[Source data]
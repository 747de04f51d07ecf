//! Curve methods.
//!
//! A [`CurveMethod`] says how a curve turns its stored data into a zero
//! rate. There are two families:
//!
//! **Interpolation** over `(dtm, zero_rate)` vertices, queried in days to
//! maturity:
//! - `Linear`: straight lines, edge segments extended outside the vertices
//! - `FlatForward`: linear on `ln(DF)`, i.e. piecewise constant forwards
//! - `StepFunction`: right-continuous steps
//! - `CubicSplineOnRates`: natural cubic spline on the rates
//! - `CubicSplineOnDiscountFactors`: natural cubic spline on discount factors
//! - `CompositeInterpolation`: picks one of three methods by position
//!
//! **Parametric** models over a fixed parameter vector, queried in years:
//! - `NelsonSiegel`: `[β1, β2, β3, λ]`
//! - `Svensson`: `[β1, β2, β3, β4, λ1, λ2]`
//!
//! Methods carry no curve data; a [`Curve`](crate::curves::Curve) binds a
//! method to its vertices or parameters.

use std::fmt;

use serde::{Deserialize, Serialize};

use crate::error::{CurveError, CurveResult};

/// How a curve evaluates zero rates.
#[derive(Debug, Clone, PartialEq, Eq, Hash, Serialize, Deserialize)]
pub enum CurveMethod {
    /// Linear interpolation on rates.
    Linear,
    /// Linear interpolation on the log of discount factors.
    FlatForward,
    /// Piecewise constant rates.
    StepFunction,
    /// Natural cubic spline on rates.
    CubicSplineOnRates,
    /// Natural cubic spline on discount factors.
    CubicSplineOnDiscountFactors,
    /// Delegates to one of three interpolation methods depending on whether
    /// the query falls before, within or after the vertices.
    CompositeInterpolation {
        /// Used strictly before the first vertex.
        before_first: Box<CurveMethod>,
        /// Used from the first to the last vertex.
        inner: Box<CurveMethod>,
        /// Used strictly after the last vertex.
        after_last: Box<CurveMethod>,
    },
    /// Nelson-Siegel model.
    NelsonSiegel,
    /// Svensson model.
    Svensson,
}

impl CurveMethod {
    /// Builds a composite interpolation method.
    #[must_use]
    pub fn composite(before_first: CurveMethod, inner: CurveMethod, after_last: CurveMethod) -> Self {
        Self::CompositeInterpolation {
            before_first: Box::new(before_first),
            inner: Box::new(inner),
            after_last: Box::new(after_last),
        }
    }

    /// Short name of the method.
    #[must_use]
    pub fn name(&self) -> &'static str {
        match self {
            Self::Linear => "Linear",
            Self::FlatForward => "FlatForward",
            Self::StepFunction => "StepFunction",
            Self::CubicSplineOnRates => "CubicSplineOnRates",
            Self::CubicSplineOnDiscountFactors => "CubicSplineOnDiscountFactors",
            Self::CompositeInterpolation { .. } => "CompositeInterpolation",
            Self::NelsonSiegel => "NelsonSiegel",
            Self::Svensson => "Svensson",
        }
    }

    /// Returns true for methods that interpolate vertices.
    #[must_use]
    pub fn is_interpolation(&self) -> bool {
        !self.is_parametric()
    }

    /// Returns true for parametric term structure models.
    #[must_use]
    pub fn is_parametric(&self) -> bool {
        matches!(self, Self::NelsonSiegel | Self::Svensson)
    }

    /// Number of parameters a parametric model takes.
    #[must_use]
    pub fn required_parameters(&self) -> Option<usize> {
        match self {
            Self::NelsonSiegel => Some(4),
            Self::Svensson => Some(6),
            _ => None,
        }
    }

    /// Checks that a composite only nests interpolation methods.
    ///
    /// # Errors
    ///
    /// Returns `CurveError::InvalidCurve` if a parametric model appears
    /// inside `CompositeInterpolation`.
    pub fn validate(&self) -> CurveResult<()> {
        if let Self::CompositeInterpolation {
            before_first,
            inner,
            after_last,
        } = self
        {
            for sub in [before_first, inner, after_last] {
                if sub.is_parametric() {
                    return Err(CurveError::invalid_curve(format!(
                        "CompositeInterpolation cannot delegate to {}",
                        sub.name()
                    )));
                }
                sub.validate()?;
            }
        }
        Ok(())
    }
}

impl fmt::Display for CurveMethod {
    fn fmt(&self, f: &mut fmt::Formatter<'_>) -> fmt::Result {
        match self {
            Self::CompositeInterpolation {
                before_first,
                inner,
                after_last,
            } => write!(f, "CompositeInterpolation({before_first}, {inner}, {after_last})"),
            other => f.write_str(other.name()),
        }
    }
}

#[cfg(test)]
mod tests {
    use super::*;

    #[test]
    fn test_method_families() {
        assert!(CurveMethod::Linear.is_interpolation());
        assert!(CurveMethod::StepFunction.is_interpolation());
        assert!(CurveMethod::NelsonSiegel.is_parametric());
        assert!(!CurveMethod::Svensson.is_interpolation());
        assert_eq!(CurveMethod::NelsonSiegel.required_parameters(), Some(4));
        assert_eq!(CurveMethod::Svensson.required_parameters(), Some(6));
        assert_eq!(CurveMethod::Linear.required_parameters(), None);
    }

    #[test]
    fn test_composite_validation() {
        let ok = CurveMethod::composite(
            CurveMethod::StepFunction,
            CurveMethod::CubicSplineOnRates,
            CurveMethod::FlatForward,
        );
        assert!(ok.validate().is_ok());

        let bad = CurveMethod::composite(
            CurveMethod::Linear,
            CurveMethod::NelsonSiegel,
            CurveMethod::Linear,
        );
        assert!(bad.validate().is_err());

        let nested = CurveMethod::composite(
            CurveMethod::Linear,
            CurveMethod::composite(CurveMethod::Linear, CurveMethod::Linear, CurveMethod::Svensson),
            CurveMethod::Linear,
        );
        assert!(nested.validate().is_err());
    }

    #[test]
    fn test_display() {
        let method = CurveMethod::composite(
            CurveMethod::StepFunction,
            CurveMethod::CubicSplineOnRates,
            CurveMethod::FlatForward,
        );
        assert_eq!(
            method.to_string(),
            "CompositeInterpolation(StepFunction, CubicSplineOnRates, FlatForward)"
        );
        assert_eq!(CurveMethod::Linear.to_string(), "Linear");
    }

    #[test]
    fn test_serde() {
        let json = serde_json::to_string(&CurveMethod::FlatForward).unwrap();
        assert_eq!(json, "\"FlatForward\"");

        let method: CurveMethod = serde_json::from_str(
            r#"{"CompositeInterpolation":{"before_first":"StepFunction","inner":"CubicSplineOnRates","after_last":"FlatForward"}}"#,
        )
        .unwrap();
        assert_eq!(
            method,
            CurveMethod::composite(
                CurveMethod::StepFunction,
                CurveMethod::CubicSplineOnRates,
                CurveMethod::FlatForward,
            )
        );
    }
}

◆ Instructions for the task ◆
Every line above that includes the word "validate" should be listed.

◆ Output ◆
    pub fn validate(&self) -> CurveResult<()> {
                sub.validate()?;
        assert!(ok.validate().is_ok());
        assert!(bad.validate().is_err());
        assert!(nested.validate().is_err());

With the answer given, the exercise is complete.